Vegetaman
Mar 15 2007, 11:11 PM
I have a group of runners that are pretty high level, but I want them to feel like they're not so invincible... But I am unsure of what to throw at them. They're one Buffalo Totem Shaman, a troll heavy gunner, a dwarven demolitions expert, a human street samurai, a human polearm (scythe) user, and a guy who uses some strange martial arts. What's a good high-level thing I could throw them against... Another Shadowrunner team? A cyberzombie? Some Renraku Red Samurai? A Lone Star Police Squad?
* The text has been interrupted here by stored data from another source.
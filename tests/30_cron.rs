mod common;

use anyhow::Result;
use blog_cms_rust::settings::{Setting, SettingsStore};
use reqwest::StatusCode;
use serde_json::Value;

#[tokio::test]
async fn cron_requires_shared_secret() -> Result<()> {
    let server = common::spawn_server().await?;
    let client = common::client();

    let res = client.post(server.url("/api/cron/settings/seed")).send().await?;
    assert_eq!(res.status(), StatusCode::UNAUTHORIZED);

    let res = client
        .post(server.url("/api/cron/settings/seed"))
        .bearer_auth("wrong-secret")
        .send()
        .await?;
    assert_eq!(res.status(), StatusCode::UNAUTHORIZED);
    let body = res.json::<Value>().await?;
    assert_eq!(body["error"], "Unauthorized");

    assert!(server.store.fetch_all().await?.is_empty());
    Ok(())
}

#[tokio::test]
async fn cron_seed_fills_missing_defaults_only() -> Result<()> {
    let server = common::spawn_server_with(vec![Setting::new("siteTitle", "Field Notes", "general")]).await?;
    let client = common::client();

    let body = client
        .post(server.url("/api/cron/settings/seed"))
        .bearer_auth(common::CRON_SECRET)
        .send()
        .await?
        .json::<Value>()
        .await?;
    assert_eq!(body["data"]["inserted"], 5);
    assert_eq!(body["data"]["total"], 6);

    // Second run is a no-op
    let body = client
        .post(server.url("/api/cron/settings/seed"))
        .bearer_auth(common::CRON_SECRET)
        .send()
        .await?
        .json::<Value>()
        .await?;
    assert_eq!(body["data"]["inserted"], 0);

    assert_eq!(server.store.get("siteTitle").await?.unwrap().value, "Field Notes");
    Ok(())
}

#[tokio::test]
async fn concurrent_cron_seeds_do_not_duplicate() -> Result<()> {
    let server = common::spawn_server().await?;
    let client = common::client();

    let send = || {
        client
            .post(server.url("/api/cron/settings/seed"))
            .bearer_auth(common::CRON_SECRET)
            .send()
    };
    let (a, b) = tokio::join!(send(), send());

    let a = a?.json::<Value>().await?;
    let b = b?.json::<Value>().await?;
    let inserted = a["data"]["inserted"].as_u64().unwrap() + b["data"]["inserted"].as_u64().unwrap();

    assert_eq!(inserted, 6);
    assert_eq!(server.store.fetch_all().await?.len(), 6);
    Ok(())
}

#[tokio::test]
async fn cron_health() -> Result<()> {
    let server = common::spawn_server().await?;

    let res = common::client()
        .get(server.url("/api/cron/health"))
        .bearer_auth(common::CRON_SECRET)
        .send()
        .await?;
    assert_eq!(res.status(), StatusCode::OK);
    Ok(())
}
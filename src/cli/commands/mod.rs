pub mod serve;
pub mod settings;
pub mod token;
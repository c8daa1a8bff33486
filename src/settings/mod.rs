//! Settings: a flat key/value store viewed by category, seeded with defaults
//! on first read and redacted for public callers.

pub mod memory;
pub mod postgres;
pub mod resolver;
pub mod validation;

use async_trait::async_trait;
use serde::{Deserialize, Serialize};
use std::collections::BTreeMap;

pub use memory::MemorySettingsStore;
pub use postgres::PgSettingsStore;
pub use resolver::{filter_public, group_by_category, public_view, SettingsResolver};
pub use validation::{validate_update, SettingUpdate};

/// Substrings that mark a key as sensitive for public reads
pub const SENSITIVE_KEY_MARKERS: [&str; 3] = ["secret", "private", "key"];

#[derive(Debug, Clone, Copy, PartialEq, Eq, Serialize, Deserialize)]
#[serde(rename_all = "lowercase")]
pub enum Visibility {
    Public,
    Private,
}

impl Visibility {
    /// Visibility implied by the key naming convention
    pub fn for_key(key: &str) -> Self {
        if is_sensitive_key(key) {
            Visibility::Private
        } else {
            Visibility::Public
        }
    }

    pub fn as_str(&self) -> &'static str {
        match self {
            Visibility::Public => "public",
            Visibility::Private => "private",
        }
    }

    pub fn parse(s: &str) -> Option<Self> {
        match s {
            "public" => Some(Visibility::Public),
            "private" => Some(Visibility::Private),
            _ => None,
        }
    }
}

pub fn is_sensitive_key(key: &str) -> bool {
    SENSITIVE_KEY_MARKERS.iter().any(|marker| key.contains(marker))
}

#[derive(Debug, Clone, PartialEq, Eq, Serialize, Deserialize)]
pub struct Setting {
    pub key: String,
    pub value: String,
    pub category: String,
    pub visibility: Visibility,
}

impl Setting {
    /// New setting whose visibility follows the key naming convention
    pub fn new(key: impl Into<String>, value: impl Into<String>, category: impl Into<String>) -> Self {
        let key = key.into();
        let visibility = Visibility::for_key(&key);
        Self {
            key,
            value: value.into(),
            category: category.into(),
            visibility,
        }
    }
}

/// Default table written by `initialize_defaults`
pub fn default_settings() -> Vec<Setting> {
    vec![
        Setting::new("siteTitle", "My Blog", "general"),
        Setting::new("siteDescription", "Just another blog", "general"),
        Setting::new("postsPerPage", "10", "reading"),
        Setting::new("commentsEnabled", "true", "comments"),
        Setting::new("commentsRequireApproval", "true", "comments"),
        Setting::new("newsletterEnabled", "false", "newsletter"),
    ]
}

#[derive(Debug, thiserror::Error)]
pub enum SettingsError {
    #[error("Setting not found: {0}")]
    NotFound(String),

    #[error("Settings store is empty after seeding defaults")]
    Unavailable,

    #[error(transparent)]
    Sqlx(#[from] sqlx::Error),
}

/// Persistent key/value backend for settings.
///
/// `insert_if_absent` must be atomic per key: concurrent callers may race
/// on the same keys and none of them may overwrite or duplicate a row.
#[async_trait]
pub trait SettingsStore: Send + Sync {
    async fn fetch_all(&self) -> Result<Vec<Setting>, SettingsError>;

    async fn get(&self, key: &str) -> Result<Option<Setting>, SettingsError>;

    /// Write each setting whose key is not present yet; returns how many were written
    async fn insert_if_absent(&self, settings: &[Setting]) -> Result<u64, SettingsError>;

    /// Insert or replace every setting in the batch. All or nothing: on
    /// error none of the batch is visible.
    async fn upsert_many(&self, settings: &[Setting]) -> Result<(), SettingsError>;

    async fn health_check(&self) -> Result<(), SettingsError>;
}

/// Flatten settings into a key/value map
pub fn to_value_map<'a>(settings: impl IntoIterator<Item = &'a Setting>) -> BTreeMap<String, String> {
    settings
        .into_iter()
        .map(|s| (s.key.clone(), s.value.clone()))
        .collect()
}
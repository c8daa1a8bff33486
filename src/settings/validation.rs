use serde::Deserialize;
use std::collections::{HashMap, HashSet};

use super::{Setting, Visibility};

pub const MAX_KEY_LEN: usize = 100;
pub const MAX_CATEGORY_LEN: usize = 50;
pub const MAX_VALUE_LEN: usize = 10_000;
pub const MAX_UPDATES_PER_REQUEST: usize = 200;

/// One admin write. Omitted `category`/`visibility` keep the stored ones.
#[derive(Debug, Clone, Deserialize)]
pub struct SettingUpdate {
    pub key: String,
    pub value: String,
    #[serde(default)]
    pub category: Option<String>,
    #[serde(default)]
    pub visibility: Option<Visibility>,
}

impl SettingUpdate {
    pub fn into_setting(self, existing: Option<&Setting>) -> Setting {
        let category = self
            .category
            .or_else(|| existing.map(|s| s.category.clone()))
            .unwrap_or_else(|| "general".to_string());
        let visibility = self
            .visibility
            .or_else(|| existing.map(|s| s.visibility))
            .unwrap_or_else(|| Visibility::for_key(&self.key));

        Setting {
            key: self.key,
            value: self.value,
            category,
            visibility,
        }
    }
}

fn is_identifier(s: &str) -> bool {
    s.chars()
        .all(|c| c.is_ascii_alphanumeric() || c == '_' || c == '-' || c == '.')
}

/// Check a batch of writes, collecting errors per field (`updates[i].key`, ...)
pub fn validate_update(updates: &[SettingUpdate]) -> Result<(), HashMap<String, String>> {
    let mut errors = HashMap::new();

    if updates.is_empty() {
        errors.insert("updates".to_string(), "At least one setting is required".to_string());
        return Err(errors);
    }
    if updates.len() > MAX_UPDATES_PER_REQUEST {
        errors.insert(
            "updates".to_string(),
            format!("At most {} settings per request", MAX_UPDATES_PER_REQUEST),
        );
        return Err(errors);
    }

    let mut seen = HashSet::new();
    for (i, update) in updates.iter().enumerate() {
        let field = |name: &str| format!("updates[{}].{}", i, name);

        if update.key.is_empty() || update.key.len() > MAX_KEY_LEN {
            errors.insert(field("key"), format!("Key must be 1-{} characters", MAX_KEY_LEN));
        } else if !is_identifier(&update.key) {
            errors.insert(
                field("key"),
                "Key may only contain letters, numbers, '_', '-' and '.'".to_string(),
            );
        } else if !seen.insert(update.key.as_str()) {
            errors.insert(field("key"), format!("Duplicate key '{}'", update.key));
        }

        if update.value.len() > MAX_VALUE_LEN {
            errors.insert(field("value"), format!("Value exceeds {} bytes", MAX_VALUE_LEN));
        }

        if let Some(category) = &update.category {
            if category.is_empty() || category.len() > MAX_CATEGORY_LEN || !is_identifier(category) {
                errors.insert(
                    field("category"),
                    format!("Category must be 1-{} identifier characters", MAX_CATEGORY_LEN),
                );
            }
        }
    }

    if errors.is_empty() {
        Ok(())
    } else {
        Err(errors)
    }
}
use axum::{
    extract::{Request, State},
    middleware::Next,
    response::{IntoResponse, Redirect, Response},
};

use crate::auth::resolve_session;
use crate::gate::{evaluate, redirect_location, GateDecision};
use crate::state::AppState;

/// Access gate applied to every request.
///
/// Resolves the session once, attaches it to the request for handlers, and
/// short-circuits admin-area requests the session may not see.
pub async fn access_gate_middleware(
    State(state): State<AppState>,
    mut request: Request,
    next: Next,
) -> Response {
    let session = resolve_session(request.headers(), &state.config.security);
    let path = request.uri().path().to_string();
    let decision = evaluate(&path, &session);

    match redirect_location(&decision, &state.config.routes) {
        None => {
            request.extensions_mut().insert(session);
            next.run(request).await
        }
        Some(location) => {
            match decision {
                GateDecision::RedirectForbidden => tracing::warn!(
                    user_id = ?session.user_id(),
                    role = ?session.role(),
                    path = %path,
                    "Admin area denied"
                ),
                _ => tracing::debug!(path = %path, "Unauthenticated admin request, redirecting to sign-in"),
            }
            Redirect::temporary(&location).into_response()
        }
    }
}
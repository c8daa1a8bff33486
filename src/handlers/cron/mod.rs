// handlers/cron/mod.rs - scheduler-triggered maintenance, guarded by
// require_cron_secret

use axum::extract::State;
use serde::Serialize;

use crate::middleware::{ApiResponse, ApiResult};
use crate::state::AppState;

#[derive(Debug, Serialize)]
pub struct SeedReport {
    pub inserted: u64,
    pub total: usize,
}

/// POST /api/cron/settings/seed - make sure every default setting exists
pub async fn settings_seed(State(state): State<AppState>) -> ApiResult<SeedReport> {
    let inserted = state.settings.initialize_defaults().await?;
    let total = state.settings.get_all().await?.len();

    Ok(ApiResponse::success(SeedReport { inserted, total }))
}

#[derive(Debug, Serialize)]
pub struct CronHealth {
    pub status: &'static str,
}

/// GET /api/cron/health - store reachability for the scheduler
pub async fn health(State(state): State<AppState>) -> ApiResult<CronHealth> {
    state.settings.store().health_check().await?;
    Ok(ApiResponse::success(CronHealth { status: "ok" }))
}
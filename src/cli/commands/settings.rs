use anyhow::Context;
use serde_json::json;

use crate::cli::OutputFormat;
use crate::config::AppConfig;
use crate::database::DatabaseManager;
use crate::settings::SettingsResolver;

pub async fn seed(config: AppConfig, output_format: OutputFormat) -> anyhow::Result<()> {
    if config.database.url.is_none() {
        anyhow::bail!("DATABASE_URL is not set; seeding the in-memory store would have no effect");
    }

    let store = DatabaseManager::settings_store(&config.database)
        .await
        .context("failed to open settings store")?;
    let resolver = SettingsResolver::new(store);

    let inserted = resolver.initialize_defaults().await?;
    let total = resolver.get_all().await?.len();

    match output_format {
        OutputFormat::Json => println!("{}", json!({ "inserted": inserted, "total": total })),
        OutputFormat::Text => println!("Seeded {} default settings ({} total)", inserted, total),
    }
    Ok(())
}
Help!
Wounded Ronin
Mar 16 2007, 12:13 AM
The simplest thing I can think that tends to get quite challenging is to send several (not one) powerful mages after them each of which has multiple elementals on call and who also for some reason have boosted initative. Seeing as they only have one Shaman it would probably hurt them a lot to be bombarded with the cheesiset spells, including Control Thoughts. Make the Polearm guy backstab the team's shaman, or something like that.
Platinum
Mar 16 2007, 01:38 AM
Hit them where it really will hurt .... brains, strategy and problem solving...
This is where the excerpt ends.